» Task statement: Go through the data and copy each line where the string "reduces" appears.

» Available data:
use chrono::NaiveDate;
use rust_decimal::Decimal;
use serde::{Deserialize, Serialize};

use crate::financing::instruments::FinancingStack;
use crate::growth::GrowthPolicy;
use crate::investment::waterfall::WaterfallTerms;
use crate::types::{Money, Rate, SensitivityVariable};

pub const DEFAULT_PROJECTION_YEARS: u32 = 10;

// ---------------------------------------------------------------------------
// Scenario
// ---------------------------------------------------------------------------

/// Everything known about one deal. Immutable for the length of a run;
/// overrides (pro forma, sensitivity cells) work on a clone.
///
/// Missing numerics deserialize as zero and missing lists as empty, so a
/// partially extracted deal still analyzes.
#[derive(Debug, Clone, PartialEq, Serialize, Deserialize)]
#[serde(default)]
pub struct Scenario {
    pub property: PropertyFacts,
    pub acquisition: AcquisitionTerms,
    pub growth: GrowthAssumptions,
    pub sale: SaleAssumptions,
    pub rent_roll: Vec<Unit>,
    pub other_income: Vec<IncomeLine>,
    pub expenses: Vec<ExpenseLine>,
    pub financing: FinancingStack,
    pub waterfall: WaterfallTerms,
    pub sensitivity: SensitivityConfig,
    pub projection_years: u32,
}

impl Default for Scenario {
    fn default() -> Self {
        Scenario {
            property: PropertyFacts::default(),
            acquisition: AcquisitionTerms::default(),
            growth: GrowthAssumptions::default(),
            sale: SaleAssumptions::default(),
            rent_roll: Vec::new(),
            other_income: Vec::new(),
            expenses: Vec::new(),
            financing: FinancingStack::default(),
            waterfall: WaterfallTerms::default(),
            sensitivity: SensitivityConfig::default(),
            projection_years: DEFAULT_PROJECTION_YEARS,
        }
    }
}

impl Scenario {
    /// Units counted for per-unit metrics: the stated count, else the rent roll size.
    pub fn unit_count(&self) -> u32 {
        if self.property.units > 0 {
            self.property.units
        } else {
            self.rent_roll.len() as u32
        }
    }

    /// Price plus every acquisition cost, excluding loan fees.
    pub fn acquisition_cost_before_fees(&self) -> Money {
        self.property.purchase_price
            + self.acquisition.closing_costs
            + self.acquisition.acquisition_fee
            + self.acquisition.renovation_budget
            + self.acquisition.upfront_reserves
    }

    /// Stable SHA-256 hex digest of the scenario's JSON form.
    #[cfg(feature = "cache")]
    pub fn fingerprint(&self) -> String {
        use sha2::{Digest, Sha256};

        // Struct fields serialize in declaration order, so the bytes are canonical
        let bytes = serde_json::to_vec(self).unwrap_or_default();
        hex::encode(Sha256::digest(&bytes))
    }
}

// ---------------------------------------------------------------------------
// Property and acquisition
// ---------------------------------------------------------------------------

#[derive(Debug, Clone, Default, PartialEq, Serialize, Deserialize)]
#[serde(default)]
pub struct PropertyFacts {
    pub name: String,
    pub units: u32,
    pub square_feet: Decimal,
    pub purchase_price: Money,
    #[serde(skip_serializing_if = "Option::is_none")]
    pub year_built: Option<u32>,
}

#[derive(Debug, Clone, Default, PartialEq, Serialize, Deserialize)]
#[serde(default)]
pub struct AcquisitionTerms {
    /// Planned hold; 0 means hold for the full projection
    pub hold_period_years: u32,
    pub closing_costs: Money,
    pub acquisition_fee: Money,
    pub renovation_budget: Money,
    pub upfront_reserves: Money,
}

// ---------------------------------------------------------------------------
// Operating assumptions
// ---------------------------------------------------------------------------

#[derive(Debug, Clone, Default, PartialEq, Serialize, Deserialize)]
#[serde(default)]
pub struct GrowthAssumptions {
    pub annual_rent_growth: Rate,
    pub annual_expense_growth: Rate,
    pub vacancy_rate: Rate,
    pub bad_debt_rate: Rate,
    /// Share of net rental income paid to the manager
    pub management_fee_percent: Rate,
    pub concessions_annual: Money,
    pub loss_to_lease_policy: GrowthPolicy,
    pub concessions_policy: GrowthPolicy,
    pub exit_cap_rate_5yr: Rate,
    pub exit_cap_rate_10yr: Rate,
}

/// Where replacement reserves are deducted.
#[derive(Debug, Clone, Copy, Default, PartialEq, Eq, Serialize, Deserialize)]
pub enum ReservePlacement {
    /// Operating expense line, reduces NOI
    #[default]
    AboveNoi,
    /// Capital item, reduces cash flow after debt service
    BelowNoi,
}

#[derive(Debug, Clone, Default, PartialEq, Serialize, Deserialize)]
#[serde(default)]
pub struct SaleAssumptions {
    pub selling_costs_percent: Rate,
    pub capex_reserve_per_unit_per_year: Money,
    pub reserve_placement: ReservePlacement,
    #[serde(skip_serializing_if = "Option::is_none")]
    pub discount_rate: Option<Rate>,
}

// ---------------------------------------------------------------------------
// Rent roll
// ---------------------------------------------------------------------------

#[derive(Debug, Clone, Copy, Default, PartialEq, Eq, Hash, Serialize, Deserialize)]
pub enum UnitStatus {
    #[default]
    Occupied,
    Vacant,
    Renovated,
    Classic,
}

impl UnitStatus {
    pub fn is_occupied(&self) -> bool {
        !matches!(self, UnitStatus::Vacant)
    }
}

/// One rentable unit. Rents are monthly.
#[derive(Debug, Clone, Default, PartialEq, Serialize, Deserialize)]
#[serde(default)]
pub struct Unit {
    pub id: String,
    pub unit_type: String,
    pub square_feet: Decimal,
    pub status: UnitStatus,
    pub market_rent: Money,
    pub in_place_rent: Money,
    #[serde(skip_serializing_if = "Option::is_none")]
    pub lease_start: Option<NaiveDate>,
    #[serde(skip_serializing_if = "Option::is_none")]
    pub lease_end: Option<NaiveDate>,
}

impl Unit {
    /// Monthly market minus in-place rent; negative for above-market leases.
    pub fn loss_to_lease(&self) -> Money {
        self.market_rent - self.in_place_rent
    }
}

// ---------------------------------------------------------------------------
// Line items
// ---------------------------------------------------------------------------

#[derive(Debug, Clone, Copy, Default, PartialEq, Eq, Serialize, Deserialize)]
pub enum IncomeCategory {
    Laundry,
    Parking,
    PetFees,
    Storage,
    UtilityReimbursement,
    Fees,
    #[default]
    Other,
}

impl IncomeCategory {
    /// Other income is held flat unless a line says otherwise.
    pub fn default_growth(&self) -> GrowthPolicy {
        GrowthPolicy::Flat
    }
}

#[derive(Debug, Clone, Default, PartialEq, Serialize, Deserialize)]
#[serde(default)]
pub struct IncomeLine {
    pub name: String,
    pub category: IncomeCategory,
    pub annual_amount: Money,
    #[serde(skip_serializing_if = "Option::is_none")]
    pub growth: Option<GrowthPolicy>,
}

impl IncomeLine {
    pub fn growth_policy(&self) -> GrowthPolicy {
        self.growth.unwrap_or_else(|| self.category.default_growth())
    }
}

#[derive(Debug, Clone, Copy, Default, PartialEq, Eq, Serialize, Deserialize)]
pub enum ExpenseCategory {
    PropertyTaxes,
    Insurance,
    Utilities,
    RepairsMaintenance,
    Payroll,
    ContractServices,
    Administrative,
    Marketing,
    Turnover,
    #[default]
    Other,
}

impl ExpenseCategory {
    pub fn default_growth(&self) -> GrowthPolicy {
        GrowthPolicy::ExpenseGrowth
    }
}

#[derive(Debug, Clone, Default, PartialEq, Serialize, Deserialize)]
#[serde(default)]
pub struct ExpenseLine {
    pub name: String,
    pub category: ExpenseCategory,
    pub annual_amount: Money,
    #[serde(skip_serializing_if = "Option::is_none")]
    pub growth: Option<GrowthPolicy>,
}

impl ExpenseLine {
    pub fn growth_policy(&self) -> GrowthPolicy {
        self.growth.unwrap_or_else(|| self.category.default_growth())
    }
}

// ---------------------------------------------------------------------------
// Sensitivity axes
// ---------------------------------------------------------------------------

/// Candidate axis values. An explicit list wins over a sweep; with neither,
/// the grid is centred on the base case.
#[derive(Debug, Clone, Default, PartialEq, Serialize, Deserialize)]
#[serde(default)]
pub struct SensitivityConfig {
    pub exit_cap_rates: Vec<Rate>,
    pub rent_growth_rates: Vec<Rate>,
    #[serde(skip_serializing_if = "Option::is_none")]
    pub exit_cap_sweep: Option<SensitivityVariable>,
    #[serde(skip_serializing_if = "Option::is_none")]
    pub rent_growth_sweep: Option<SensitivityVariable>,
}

» Task result:
    /// Operating expense line, reduces NOI
    /// Capital item, reduces cash flow after debt service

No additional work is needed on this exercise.